If you are billing for the facility then a visit in each department may be billed so you may have multiple visit levels just use the 27 modifier on the second and subsequent and a G0 condition code. As far as can this be a 99211 that depends on how your E&M assessments are evaluated. It can be whatever level your facility values it to be, a 99211, 99212, etc. there needs to be some way to assess this type of encounter in your facility.
 
the dietician discusses their eating habits/ability.. if she finds pt is unable to eat, she will provide them nutritional supplements such as ensure.
 
In the facility I worked with we had any social work or dietician discussion rated as simple, 99211, moderate, 99212, and extensive was 99213. We then had our criteria for what was involved with each level, remeber time is not a factor in the facility. It is what resources were consumed.

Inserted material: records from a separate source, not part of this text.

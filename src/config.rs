use crate::err::*;
use crate::get_ip::CHECK_IP_URL;
use crate::options::{FailurePolicy, Options};

use serde::Deserialize;
use tracing::Level;

use std::fmt;
use std::fs::File;
use std::io::BufReader;
use std::path::Path;
use std::time::Duration;

const DEFAULT_INTERVAL: u64 = 180;
const DEFAULT_WAIT_TIMEOUT: u64 = 600;

#[derive(Debug, Deserialize)]
struct ConfigFile {
    log_level: Option<String>,
    interval: Option<u64>,
    on_failure: Option<FailurePolicy>,
    wait_timeout: Option<u64>,
    check_ip_url: Option<String>,
    accounts: Vec<Account>,
}

/// One set of AWS credentials and the zones and domains it manages.
#[derive(Clone, Deserialize)]
pub struct Account {
    #[serde(default)]
    pub aws_access_key_id: Option<String>,
    #[serde(default)]
    pub aws_secret_access_key: Option<String>,
    pub zone_ids: Vec<String>,
    pub domain_urls: Vec<String>,
}

impl fmt::Debug for Account {
    fn fmt(&self, f: &mut fmt::Formatter<'_>) -> fmt::Result {
        f.debug_struct("Account")
            .field("aws_access_key_id", &self.aws_access_key_id)
            .field(
                "aws_secret_access_key",
                &self.aws_secret_access_key.as_ref().map(|_| "******"),
            )
            .field("zone_ids", &self.zone_ids)
            .field("domain_urls", &self.domain_urls)
            .finish()
    }
}

impl Account {
    /// Static credentials, if the account carries them.
    pub fn static_keys(&self) -> Option<(&str, &str)> {
        match (&self.aws_access_key_id, &self.aws_secret_access_key) {
            (Some(id), Some(key)) => Some((id, key)),
            _ => None,
        }
    }
}

#[derive(Debug)]
pub struct Config {
    pub log_level: Level,
    pub check_interval: u64,
    pub on_failure: FailurePolicy,
    pub wait_timeout: Duration,
    pub check_ip_url: String,
    pub accounts: Vec<Account>,
}

/// Maps the recognized level names onto tracing levels. Anything else is
/// treated as `info`.
pub fn parse_log_level(level: &str) -> Level {
    match level.trim().to_lowercase().as_str() {
        "debug" => Level::DEBUG,
        "info" => Level::INFO,
        "warning" | "warn" => Level::WARN,
        "error" | "critical" => Level::ERROR,
        _ => Level::INFO,
    }
}

impl ConfigFile {
    fn from_file<P>(file: P) -> Result<ConfigFile>
    where
        P: AsRef<Path>,
    {
        let file = File::open(file.as_ref()).map_err(|e| {
            AppErr::Config(format!("open {} failed: {}", file.as_ref().display(), e))
        })?;
        let file_reader = BufReader::new(file);

        // YAML is a superset of JSON, so options.json files load as-is.
        let rval = serde_yaml::from_reader(file_reader)?;
        Ok(rval)
    }
}

impl Config {
    pub fn from_options(opts: Options) -> Result<Config> {
        let config = match opts.config_file.clone() {
            Some(path) => {
                let file = ConfigFile::from_file(&path)?;
                let log_level = opts.log_level.as_ref().or(file.log_level.as_ref());

                Config {
                    log_level: log_level.map_or(Level::INFO, |l| parse_log_level(l)),
                    check_interval: opts.interval.or(file.interval).unwrap_or(DEFAULT_INTERVAL),
                    on_failure: opts
                        .on_failure
                        .or(file.on_failure)
                        .unwrap_or(FailurePolicy::Continue),
                    wait_timeout: Duration::from_secs(
                        opts.wait_timeout
                            .or(file.wait_timeout)
                            .unwrap_or(DEFAULT_WAIT_TIMEOUT),
                    ),
                    check_ip_url: file.check_ip_url.unwrap_or_else(|| CHECK_IP_URL.to_string()),
                    accounts: file.accounts,
                }
            }
            None => Self::single_target(opts)?,
        };

        config.validate()?;
        Ok(config)
    }

    fn single_target(opts: Options) -> Result<Config> {
        let missing = |name: &str| AppErr::Config(format!("missing argument <{}>", name));

        let account = Account {
            aws_access_key_id: Some(opts.id.ok_or_else(|| missing("ID"))?),
            aws_secret_access_key: Some(opts.key.ok_or_else(|| missing("KEY"))?),
            zone_ids: vec![opts.zone_id.ok_or_else(|| missing("ZONE_ID"))?],
            domain_urls: vec![opts.domain_url.ok_or_else(|| missing("DOMAIN_URL"))?],
        };

        Ok(Config {
            log_level: opts
                .log_level
                .as_deref()
                .map_or(Level::INFO, parse_log_level),
            check_interval: opts.interval.unwrap_or(DEFAULT_INTERVAL),
            on_failure: opts.on_failure.unwrap_or(FailurePolicy::Exit),
            wait_timeout: Duration::from_secs(opts.wait_timeout.unwrap_or(DEFAULT_WAIT_TIMEOUT)),
            check_ip_url: CHECK_IP_URL.to_string(),
            accounts: vec![account],
        })
    }

    fn validate(&self) -> Result<()> {
        if self.accounts.is_empty() {
            return Err(AppErr::Config("no accounts configured".to_string()));
        }

        for (i, account) in self.accounts.iter().enumerate() {
            if account.zone_ids.is_empty() {
                return Err(AppErr::Config(format!("account[{}] has no zone_ids", i)));
            }
            if account.domain_urls.is_empty() {
                return Err(AppErr::Config(format!("account[{}] has no domain_urls", i)));
            }
            if account.aws_access_key_id.is_some() != account.aws_secret_access_key.is_some() {
                return Err(AppErr::Config(format!(
                    "account[{}] must set aws_access_key_id and aws_secret_access_key together",
                    i
                )));
            }
        }

        Ok(())
    }
}

#[cfg(test)]
mod tests {
    use super::*;

    use clap::Parser;
    use std::io::Write;
    use tempfile::NamedTempFile;

    fn write_config(contents: &str) -> NamedTempFile {
        let mut file = NamedTempFile::new().unwrap();
        file.write_all(contents.as_bytes()).unwrap();
        file
    }

    fn file_options(file: &NamedTempFile, extra: &[&str]) -> Options {
        let path = file.path().to_str().unwrap();
        let mut args = vec!["r53-syncer", "-c", path];
        args.extend_from_slice(extra);
        Options::try_parse_from(args).unwrap()
    }

    #[test]
    fn log_levels() {
        assert_eq!(parse_log_level("debug"), Level::DEBUG);
        assert_eq!(parse_log_level("WARNING"), Level::WARN);
        assert_eq!(parse_log_level("critical"), Level::ERROR);
        assert_eq!(parse_log_level("verbose"), Level::INFO);
    }

    #[test]
    fn loads_multi_account_json() {
        let file = write_config(
            r#"{
                "log_level": "debug",
                "interval": 60,
                "accounts": [
                    {
                        "aws_access_key_id": "AKID",
                        "aws_secret_access_key": "SECRET",
                        "zone_ids": ["Z1", "Z2"],
                        "domain_urls": ["a.example.com", "b.example.com"]
                    }
                ]
            }"#,
        );

        let config = Config::from_options(file_options(&file, &[])).unwrap();

        assert_eq!(config.log_level, Level::DEBUG);
        assert_eq!(config.check_interval, 60);
        assert_eq!(config.on_failure, FailurePolicy::Continue);
        assert_eq!(config.wait_timeout, Duration::from_secs(DEFAULT_WAIT_TIMEOUT));
        assert_eq!(config.check_ip_url, CHECK_IP_URL);
        assert_eq!(config.accounts[0].zone_ids, vec!["Z1", "Z2"]);
        assert_eq!(config.accounts[0].static_keys(), Some(("AKID", "SECRET")));
    }

    #[test]
    fn loads_yaml_and_applies_cli_overrides() {
        let file = write_config(
            "log_level: error\n\
             on_failure: continue\n\
             accounts:\n  \
               - zone_ids: [Z1]\n    \
                 domain_urls: [a.example.com]\n",
        );

        let config = Config::from_options(file_options(
            &file,
            &["--log-level", "info", "--on-failure", "exit", "--interval", "0"],
        ))
        .unwrap();

        assert_eq!(config.log_level, Level::INFO);
        assert_eq!(config.on_failure, FailurePolicy::Exit);
        assert_eq!(config.check_interval, 0);
        assert!(config.accounts[0].static_keys().is_none());
    }

    #[test]
    fn single_target_defaults() {
        let opts =
            Options::try_parse_from(["r53-syncer", "AKID", "SECRET", "Z1", "a.example.com"])
                .unwrap();
        let config = Config::from_options(opts).unwrap();

        assert_eq!(config.check_interval, DEFAULT_INTERVAL);
        assert_eq!(config.log_level, Level::INFO);
        assert_eq!(config.on_failure, FailurePolicy::Exit);
        assert_eq!(config.accounts.len(), 1);
        assert_eq!(config.accounts[0].domain_urls, vec!["a.example.com"]);
    }

    #[test]
    fn rejects_half_credentials() {
        let file = write_config(
            r#"{"accounts": [{"aws_access_key_id": "AKID", "zone_ids": ["Z1"], "domain_urls": ["a.example.com"]}]}"#,
        );

        let err = Config::from_options(file_options(&file, &[])).unwrap_err();
        assert!(matches!(err, AppErr::Config(_)));
    }

    #[test]
    fn rejects_empty_accounts() {
        let file = write_config(r#"{"accounts": []}"#);
        assert!(Config::from_options(file_options(&file, &[])).is_err());
    }

    #[test]
    fn missing_file_is_config_error() {
        let opts = Options::try_parse_from(["r53-syncer", "-c", "/nonexistent/options.json"])
            .unwrap();
        assert!(matches!(
            Config::from_options(opts).unwrap_err(),
            AppErr::Config(_)
        ));
    }

    #[test]
    fn secret_is_not_printed() {
        let account = Account {
            aws_access_key_id: Some("AKID".to_string()),
            aws_secret_access_key: Some("SECRET".to_string()),
            zone_ids: vec![],
            domain_urls: vec![],
        };
        assert!(!format!("{:?}", account).contains("SECRET"));
    }
}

For the typw of discussion you are talking about it could go up to a 99212. You just have to remember that facility billing is very different from physician and the criteria for E&M is not even remotely similar.
 
Okay, in order to be in compliance...do you have any recommendations on what would be the best way to make sure there is documentation to cover her visit with the patient. Currently the nurses are only documenting that they had her come. The dietician doesn't document in our paper charts. Should we have her start doing so?
 
That would make sense..however, shouldn't the dietician be charging that? Our nurses don't provide the service, they just call her in. Our nurses evaluate the patient's needs, then if needed or requested they call in the dietician, social worker, and/or the counselor. None of which enter charges, so they are basically free services. Not real sure if that is the way it is suppose to be. So, should we be charging for these?
 
Okay, in order to be in compliance...do you have any recommendations on what would be the best way to make sure there is documentation to cover her visit with the patient. Currently the nurses are only documenting that they had her come. The dietician doesn't document in our paper charts. Should we have her start doing so?
Yes absolutely! And your outpatient assessment tool or whatever you call it should have a way of assessing the documentation for a visit level.
 
I suppose you could use the 97802 codes but you should check to see the revenue center relationship with those codes, they may not work in in a 510 revenue center. My recollection is that they did not which is why we used a visit level when performed in our 510 clinic setting.
 
My experience is that a nutritionist billing 99xxx anything is really unable to document a visit at that level. The 97802 and 97803 is more appropriate. Coding E/M increases the payment by about 2X, by the way.
I'm not sure how this figures if the service is provided IP.